NEW YORK (AP) -- Back down go stocks, and back up goes oil as Wall Street's roller-coaster ride continued Thursday amid uncertainty about where inflation, interest rates and the global economy are heading.
The S&P 500 slipped 0.8% in early trading, on pace for its fifth drop in the last six days. It's another sharp reversal for U.S. stocks, which just a day earlier surged to their biggest gain since June 2020 when a tumble for oil prices seemed to take pressure off the world's already high inflation.
But oil prices rose roughly 2% Thursday to recover some of their steep slide, just as waves of other reports buffeted markets. The European Central Bank said high inflation will push it to wrap up its bond-buying program meant to boost its economy faster than expected.
In the U.S., a report showed that consumer prices leaped 7.9% in February from a year earlier. It's the sharpest spike since 1982, though the reading was largely within expectations.
Altogether, the forces caused a swift reversal in the market's moves from a day before.
The Dow Jones Industrial Average fell 164 points, or 0.5%, to 33,122, as of 10 a.m. Eastern time. The Nasdaq composite was 1.3% lower. Stocks again were taking their cue from oil prices, and the losses had been larger in the morning when crude prices were higher.
European stocks were hit even harder, with Germany's DAX losing 2.9% and France's CAC 40 down 2.8%. Asian stocks earlier in the day mostly rose.

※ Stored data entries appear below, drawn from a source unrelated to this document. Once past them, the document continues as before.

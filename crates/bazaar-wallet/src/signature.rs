//! Callback signature primitives.
//!
//! The gateway webhook signs a canonical string derived from the callback
//! fields with HMAC-SHA256. Verification is constant-time; invalid hex
//! signatures are compared against zeros so the failure path costs the same
//! as a mismatch.

use hmac::{Hmac, Mac};
use sha2::{Digest, Sha256};
use subtle::ConstantTimeEq;

type HmacSha256 = Hmac<Sha256>;

/// Canonical string covered by the callback signature.
///
/// Signing named fields instead of raw body bytes keeps verification
/// independent of JSON key order and whitespace.
pub fn callback_signing_input(authority: &str, status: &str, amount: i64) -> String {
    format!("{authority}|{status}|{amount}")
}

/// Compute HMAC-SHA256 over `message`, hex-encoded.
pub fn compute_signature(secret: &[u8], message: &[u8]) -> String {
    let mut mac = HmacSha256::new_from_slice(secret).expect("HMAC accepts any key length");
    mac.update(message);
    hex_encode(&mac.finalize().into_bytes())
}

/// Verify a hex-encoded HMAC-SHA256 signature. Constant-time.
pub fn verify_signature(secret: &[u8], message: &[u8], signature: &str) -> bool {
    let mut mac = HmacSha256::new_from_slice(secret).expect("HMAC accepts any key length");
    mac.update(message);

    // Undecodable hex verifies against zeros instead of short-circuiting.
    let presented = hex_decode(signature).unwrap_or_else(|| vec![0u8; 32]);
    mac.verify_slice(&presented).is_ok()
}

/// Constant-time byte comparison that leaks neither content nor length.
/// Both sides are reduced to fixed-width digests before the compare.
pub fn constant_time_eq(a: &[u8], b: &[u8]) -> bool {
    let ha = Sha256::digest(a);
    let hb = Sha256::digest(b);
    ha.ct_eq(&hb).into()
}

fn hex_encode(bytes: &[u8]) -> String {
    use std::fmt::Write;
    bytes.iter().fold(String::new(), |mut s, b| {
        let _ = write!(s, "{b:02x}");
        s
    })
}

fn hex_decode(s: &str) -> Option<Vec<u8>> {
    if s.len() % 2 != 0 || !s.is_ascii() {
        return None;
    }
    (0..s.len())
        .step_by(2)
        .map(|i| u8::from_str_radix(&s[i..i + 2], 16).ok())
        .collect()
}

Such swings have become common in recent weeks, after Russia's invasion of Ukraine raises worries about how high prices will go for oil, wheat and other commodities produced in the region. Markets were already on edge before the war began because high inflation is pushing central banks to raise interest rates for the first time in years and halt programs launched to support the global economy after the pandemic struck.
Analysts said the U.S. inflation report, while eye-popping, likely wouldn't have much of an effect on markets. The 7.9% leap was exactly what economists were forecasting. If anything, it may have offered some relief because it didn't hit the 8% threshold that could feel even worse.
The yield on the 10-year Treasury, which tracks expectations for inflation and economic growth, slumped immediately after the inflation report's release but then wavered. It was recently at 1.98%, up from 1.94% late Wednesday.
The two-year Treasury yield, which moves more on expectations of what the Federal Reserve will do with short-term interest rates, was at 1.70%, up from 1.68%.
The wide expectation is that the Fed will raise its key short-term rate by a quarter of a percentage point next week, which would be the first since 2018. The recent surge for commodity prices has complicated its pathway to raising interest rates enough to stamp out high inflation without tipping the economy into a recession.
The price of U.S. oil rose 1.7% to $110.59 per barrel. It, though, remains below the peak it hit earlier in the week, when it briefly topped $130.
Brent crude, the international standard, rose 4.1% to $115.72. Both U.S. and Brent oil are up more than 47% for 2022 so far.
Continued market volatility is likely in the days ahead as the conflict rages in Ukraine. Russian and Ukrainian foreign ministers are meeting in Turkey for talks.
"Markets seem to have latched onto a couple of slightly less dismal clues as an excuse to rally hard," said ING economists in a report. "The basis for that optimism -- it's actually pretty thin."